[Records shown]

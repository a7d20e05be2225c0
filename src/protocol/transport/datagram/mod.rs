//! OpenLCB datagram framing on CAN: a datagram of up to
//! [`MAX_DATAGRAM_PAYLOAD`] bytes travels as one SINGLE frame or as
//! FIRST + MIDDLE* + LAST frames. The frame role lives in the CAN frame type
//! bits, the aliases in the identifier, and the payload is the CAN data
//! verbatim (no length or sequence field).
pub use crate::core::MAX_DATAGRAM_PAYLOAD;
use crate::core::Alias;
use crate::error::{CanIdBuildError, FrameDecodeError};
use crate::protocol::transport::{
    can_frame::CanFrame,
    can_id::{CanFrameType, CanId},
};

pub mod assembler;
pub mod builder;

/// Position of a frame inside a datagram.
#[derive(Debug, Clone, Copy, PartialEq, Eq)]
#[cfg_attr(feature = "defmt", derive(defmt::Format))]
pub enum FrameRole {
    Single,
    First,
    Middle,
    Last,
}

impl FrameRole {
    /// CAN frame type carrying this role.
    pub const fn frame_type(self) -> CanFrameType {
        match self {
            FrameRole::Single => CanFrameType::DatagramSingle,
            FrameRole::First => CanFrameType::DatagramFirst,
            FrameRole::Middle => CanFrameType::DatagramMiddle,
            FrameRole::Last => CanFrameType::DatagramLast,
        }
    }

    pub const fn from_frame_type(frame_type: CanFrameType) -> Option<Self> {
        match frame_type {
            CanFrameType::DatagramSingle => Some(FrameRole::Single),
            CanFrameType::DatagramFirst => Some(FrameRole::First),
            CanFrameType::DatagramMiddle => Some(FrameRole::Middle),
            CanFrameType::DatagramLast => Some(FrameRole::Last),
            CanFrameType::Message | CanFrameType::Stream => None,
        }
    }
}

/// Decoded datagram frame.
#[derive(Debug, Clone, Copy, PartialEq, Eq)]
#[cfg_attr(feature = "defmt", derive(defmt::Format))]
pub struct DatagramFrame {
    pub role: FrameRole,
    pub source: Alias,
    pub destination: Alias,
    pub data: [u8; 8],
    pub len: usize,
}

impl DatagramFrame {
    /// Build a frame from up to eight payload bytes.
    pub fn new(
        role: FrameRole,
        source: Alias,
        destination: Alias,
        payload: &[u8],
    ) -> Result<Self, CanIdBuildError> {
        if payload.len() > 8 {
            return Err(CanIdBuildError::PayloadTooLong { len: payload.len() });
        }
        let mut data = [0u8; 8];
        data[..payload.len()].copy_from_slice(payload);
        Ok(Self {
            role,
            source,
            destination,
            data,
            len: payload.len(),
        })
    }

    #[inline]
    pub fn payload(&self) -> &[u8] {
        &self.data[..self.len.min(8)]
    }

    /// Encode into a raw CAN frame.
    pub fn encode(&self) -> Result<CanFrame, CanIdBuildError> {
        let id = CanId::builder(self.source)
            .datagram(self.role.frame_type(), self.destination)
            .build()?;
        CanFrame::new(id, self.payload()).ok_or(CanIdBuildError::PayloadTooLong { len: self.len })
    }

    /// Decode a raw CAN frame. Control frames, non-datagram frame types and
    /// frames with a zero source alias are refused; callers drop them
    /// without answering.
    pub fn decode(frame: &CanFrame) -> Result<Self, FrameDecodeError> {
        if !frame.id.is_openlcb_message() {
            return Err(FrameDecodeError::NotOpenLcbMessage);
        }
        let role = frame
            .id
            .frame_type()
            .and_then(FrameRole::from_frame_type)
            .ok_or(FrameDecodeError::UnexpectedFrameType {
                frame_type: frame.id.frame_type_bits(),
            })?;
        if frame.len > 8 {
            return Err(FrameDecodeError::InvalidDataLen { len: frame.len });
        }
        let source = frame.id.source_alias();
        if source == 0 {
            return Err(FrameDecodeError::InvalidSource);
        }
        Ok(Self {
            role,
            source,
            destination: frame.id.variable_field(),
            data: frame.data,
            len: frame.len,
        })
    }
}

/// Number of CAN frames needed for a datagram of `len` bytes.
pub const fn frame_count(len: usize) -> usize {
    if len <= 8 {
        1
    } else {
        (len - 8).div_ceil(8) + 1
    }
}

[How to complete this task] Give back exactly what runs from the first line of the listing above to the line that contains "inside a datagram.", keeping both end lines.

[Exercise solution]
repository a7d20e05be2225c0
filename src/protocol/transport/datagram/mod.rs
//! OpenLCB datagram framing on CAN: a datagram of up to
//! [`MAX_DATAGRAM_PAYLOAD`] bytes travels as one SINGLE frame or as
//! FIRST + MIDDLE* + LAST frames. The frame role lives in the CAN frame type
//! bits, the aliases in the identifier, and the payload is the CAN data
//! verbatim (no length or sequence field).
pub use crate::core::MAX_DATAGRAM_PAYLOAD;
use crate::core::Alias;
use crate::error::{CanIdBuildError, FrameDecodeError};
use crate::protocol::transport::{
    can_frame::CanFrame,
    can_id::{CanFrameType, CanId},
};

pub mod assembler;
pub mod builder;

/// Position of a frame inside a datagram.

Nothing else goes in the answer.